I grasp the essence of their paper as follows: imagine that you were looking at the production of b-quark pairs, as part of a search for the Higgs boson. You might look at the subset of events in which the hadron jets from the two b quarks are back-to-back, i.e., for which Δφ is nearly 180°. There will always be some extra activity in the event (even forgetting the contribution from other protons interacting) due to the initial-state radiation (ISR) of gluons. Naively, however, one would expect ISR to be small when Δφ is close to 180°. A standard event generator will simulate only those interactions coming from a single pair of partons, and will very rarely produce four jets – the two back-to-back b-quark jets and two other jets, which necessarily will be back-to-back, also. It would not be difficult to compare such a prediction to real data – in fact, this will surely be done as soon as the LHC delivers more data in a couple of months. According to the studies of Berger, Jackson and Shaughnessy, however, you would see a major discrepancy between the “standard” prediction and the real data…
These studies show that there would be a “surprise” contribution of jets which are themselves back-to-back, very much as if two events were overlayed. The important point is that these two “events” come from the same proton-proton interaction, and hence do not depend on the instantaneous luminosity, in contradistinction to the overlap of two proton collisions in the same beam crossing – which obviously depend on how many protons are in each bunch. Furthermore, collisions from different pairs of protons can be separated to some degree by reconstructing their different Z-coordinates (positions along the beam line), but this is not the case for double-parton scattering.
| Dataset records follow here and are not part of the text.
//! Manifest store
//!
//! Each synchronized item owns one YAML manifest at
//! `<root>/<letter>/<slug>_<hash>/manifest.yaml`. The path is a pure function
//! of the item's name and identifier, so re-running a sync rewrites the same
//! files. Manifests are never deleted here; a renamed item leaves its old
//! directory behind.
//!
//! # Module Organization
//!
//! - [`slug`] - Name normalization for directory names
//! - [`types`] - [`ManifestDocument`] and [`ManifestPath`]
//! - [`writer`] - [`ManifestWriter`]

pub mod slug;
pub mod types;
pub mod writer;

pub use slug::{directory_name, slugify_name};
pub use types::{ManifestDocument, ManifestPath};
pub use writer::ManifestWriter;
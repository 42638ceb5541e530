//! Identifier list input
//!
//! The list is a JSON array of positive integers, processed in file order.

use std::path::Path;

use tracing::debug;

use crate::errors::{ConfigError, ConfigResult};

/// Read the identifier list at `path`
pub async fn load_ids(path: &Path) -> ConfigResult<Vec<u64>> {
    let raw = tokio::fs::read_to_string(path)
        .await
        .map_err(|source| ConfigError::IdListRead {
            path: path.to_path_buf(),
            source,
        })?;

    let ids: Vec<u64> = serde_json::from_str(&raw).map_err(|source| ConfigError::IdListFormat {
        path: path.to_path_buf(),
        source,
    })?;

    debug!("Loaded {} identifiers from {}", ids.len(), path.display());
    Ok(ids)
}

#[cfg(test)]
mod tests {
    use super::*;
    use tempfile::TempDir;

    #[tokio::test]
    async fn test_load_preserves_order_and_duplicates() {
        let temp_dir = TempDir::new().unwrap();
        let path = temp_dir.path().join("ids.json");
        std::fs::write(&path, "[11999247, 1, 11999247, 42]").unwrap();

        let ids = load_ids(&path).await.unwrap();
        assert_eq!(ids, vec![11999247, 1, 11999247, 42]);
    }

    #[tokio::test]
    async fn test_missing_file() {
        let temp_dir = TempDir::new().unwrap();
        let result = load_ids(&temp_dir.path().join("missing.json")).await;
        assert!(matches!(result, Err(ConfigError::IdListRead { .. })));
    }

    #[tokio::test]
    async fn test_rejects_non_integer_entries() {
        let temp_dir = TempDir::new().unwrap();
        let path = temp_dir.path().join("ids.json");

        for body in [r#"["1", "2"]"#, "[-1]", "[1.5]", r#"{"ids": [1]}"#] {
            std::fs::write(&path, body).unwrap();
            let result = load_ids(&path).await;
            assert!(
                matches!(result, Err(ConfigError::IdListFormat { .. })),
                "{} should be rejected",
                body
            );
        }
    }
}
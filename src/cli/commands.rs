//! Command handlers for the Gear Sync CLI
//!
//! Each handler receives the effective configuration (file values with CLI
//! overrides applied) and wires the core components together.

use std::path::PathBuf;
use std::sync::Arc;
use std::time::Instant;

use tokio::sync::mpsc;
use tracing::{info, warn};

use crate::app::cache::scan_usage;
use crate::app::{
    load_ids, CatalogClient, Coordinator, DetailCache, IndexBuilder, ManifestWriter, SyncReport,
};
use crate::cli::{
    CacheAction, CacheArgs, ConfigAction, ConfigArgs, IndexArgs, ProgressConfig, ProgressDisplay,
    SyncArgs,
};
use crate::config::AppConfig;
use crate::constants::config::LOCAL_CONFIG_FILE;
use crate::errors::{AppError, ConfigError, Result, SyncError};

/// Handle the sync command
///
/// Runs every identifier through cache, normalization and manifest writing,
/// optionally builds the index, and fails with `AppError::PartialSync` if any
/// item could not be synchronized.
pub async fn handle_sync(args: SyncArgs, mut config: AppConfig, quiet: bool) -> Result<()> {
    let start_time = Instant::now();

    args.validate().map_err(AppError::generic)?;
    args.apply_to(&mut config);
    config.validate()?;

    let mut ids = load_ids(&config.sync.ids_file).await?;
    if let Some(limit) = args.limit {
        ids.truncate(limit);
    }
    info!(
        "Loaded {} identifiers from {}",
        ids.len(),
        config.sync.ids_file.display()
    );

    let client = CatalogClient::with_config(&config.client).map_err(SyncError::from)?;
    let cache = Arc::new(DetailCache::new(config.cache.clone(), Arc::new(client)).await);
    let writer = ManifestWriter::new(&config.sync.manifest_root);

    let (progress_tx, progress_rx) = mpsc::unbounded_channel();
    let display = ProgressDisplay::new(ProgressConfig {
        quiet,
        ..Default::default()
    })
    .spawn(progress_rx);

    let coordinator = Coordinator::new(config.coordinator_config(), cache.clone(), writer)
        .with_progress(progress_tx);
    let report = coordinator.run(&ids).await;

    // Closing the channel lets the display drain and exit
    drop(coordinator);
    display
        .await
        .map_err(|e| AppError::generic(format!("Progress display task panicked: {}", e)))?;

    if !quiet {
        print_sync_summary(&report, &cache);
    }

    if args.index {
        let summary = IndexBuilder::new(config.index_config()).write().await?;
        if !quiet {
            println!(
                "📚 Index: {} manifests written to {}",
                summary.manifests,
                summary.output.display()
            );
        }
    }

    info!("Sync command completed in {:?}", start_time.elapsed());

    if report.is_success() {
        Ok(())
    } else {
        warn!(
            "Synchronization completed with {} failures",
            report.failed
        );
        Err(AppError::PartialSync {
            failed: report.failed,
            total: report.total,
        })
    }
}

fn print_sync_summary(report: &SyncReport, cache: &DetailCache) {
    let stats = cache.stats();

    println!("\n📊 Sync Summary:");
    println!("  Total items: {}", report.total);
    println!("  Synchronized: {}", report.succeeded);
    println!("  Failed: {}", report.failed);
    println!("  Batches: {}", report.batches);
    println!(
        "  Cache: {} hits, {} fetched ({:.1}% hit rate)",
        stats.hits,
        stats.misses,
        stats.hit_rate() * 100.0
    );
    if stats.write_failures > 0 {
        println!("  Cache write failures: {}", stats.write_failures);
    }
    println!("  Time: {:.2?}", report.elapsed);
    println!("  Success rate: {:.1}%", report.success_rate());

    if !report.failures.is_empty() {
        println!("\nFailed items:");
        for failure in &report.failures {
            println!("  • {} [{}]: {}", failure.id, failure.category, failure.error);
        }
    }
}

/// Handle the index command
pub async fn handle_index(args: IndexArgs, mut config: AppConfig, quiet: bool) -> Result<()> {
    if let Some(output) = args.output {
        config.index.output = output;
    }

    let builder = IndexBuilder::new(config.index_config());
    let summary = builder.write().await?;

    if !quiet {
        println!("📚 Index Built");
        println!("=============");
        println!("Manifest root: {}", builder.config().manifest_root.display());
        println!("Manifests: {}", summary.manifests);
        println!("Output: {} ({} bytes)", summary.output.display(), summary.bytes);
    }

    Ok(())
}

/// Handle cache-related commands
pub async fn handle_cache(args: CacheArgs, config: AppConfig) -> Result<()> {
    match args.action {
        CacheAction::Info => handle_cache_info(config).await,
    }
}

/// Handle cache info display
async fn handle_cache_info(config: AppConfig) -> Result<()> {
    let usage = scan_usage(&config.cache.cache_root).await?;

    println!("💾 Cache Information");
    println!("===================");
    println!("Location: {}", usage.cache_root.display());
    println!("Cached entries: {}", usage.entries);
    println!(
        "Cache size: {:.1} KB",
        usage.total_bytes as f64 / 1024.0
    );

    Ok(())
}

/// Handle configuration commands
pub async fn handle_config(args: ConfigArgs, config: AppConfig) -> Result<()> {
    match args.action {
        ConfigAction::Init { path, force } => {
            let path = path.unwrap_or_else(|| PathBuf::from(LOCAL_CONFIG_FILE));
            AppConfig::write_default(&path, force).await?;
            println!("📁 Created configuration file: {}", path.display());
            Ok(())
        }
        ConfigAction::Show => {
            let rendered = toml::to_string_pretty(&config).map_err(|e| {
                AppError::Config(ConfigError::InvalidValue {
                    field: "config".to_string(),
                    value: String::new(),
                    reason: e.to_string(),
                })
            })?;
            print!("{}", rendered);
            Ok(())
        }
    }
}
The thrust of the Berger, Jackson and Shaughnessy paper is a study showing that clear evidence for double-parton scattering can be obtained with a few pb-1 of data at 10 TeV. Here is one of the most telling distributions of their study:
Sφ = (1/√2) ⋅ √( (Δφbb)2 + (Δφjj)2)
The quantity Sφ peaks toward one for events in which the b-quark jets are back-to-back, and the other jet pair is also back-to-back. The bulk of the distribution indeed comes from single-parton scattering (“SPS”), in which two ISR gluons accompany the b-quark jets. For the SPS component, there is no special reason why the b-quark jets should be back-to-back, or the two ISR gluons should be back-to-back; the final state populates a four-body phase space which accommodates many other configurations. For the double-parton scattering (“DPS”) component, however, we have the overlay of two two-body final states, and each individual two-body final state is necessarily back-to-back. The DPS component may be small overall, but the plot shows a very tall spike at a corner of phase space. (The SPS component is represented by the red histogram, the DPS by the blue, and the sum of the two by black histogram.)
Double-parton scattering has been investigated empirically in the past, and many papers have been written about it in the context of high-energy hadron-hadron colliders. The paper by Berger, Jackson and Shaughnessy is particularly useful and I hope that the LHC experiments will follow-up once the necessary data have been recorded. At a minimum, an overall factor σeff must be measured in order to make progress. On the longer term, we should try to gain some knowledge of the double parton distribution functions (see arXiv:0911.5348 for details).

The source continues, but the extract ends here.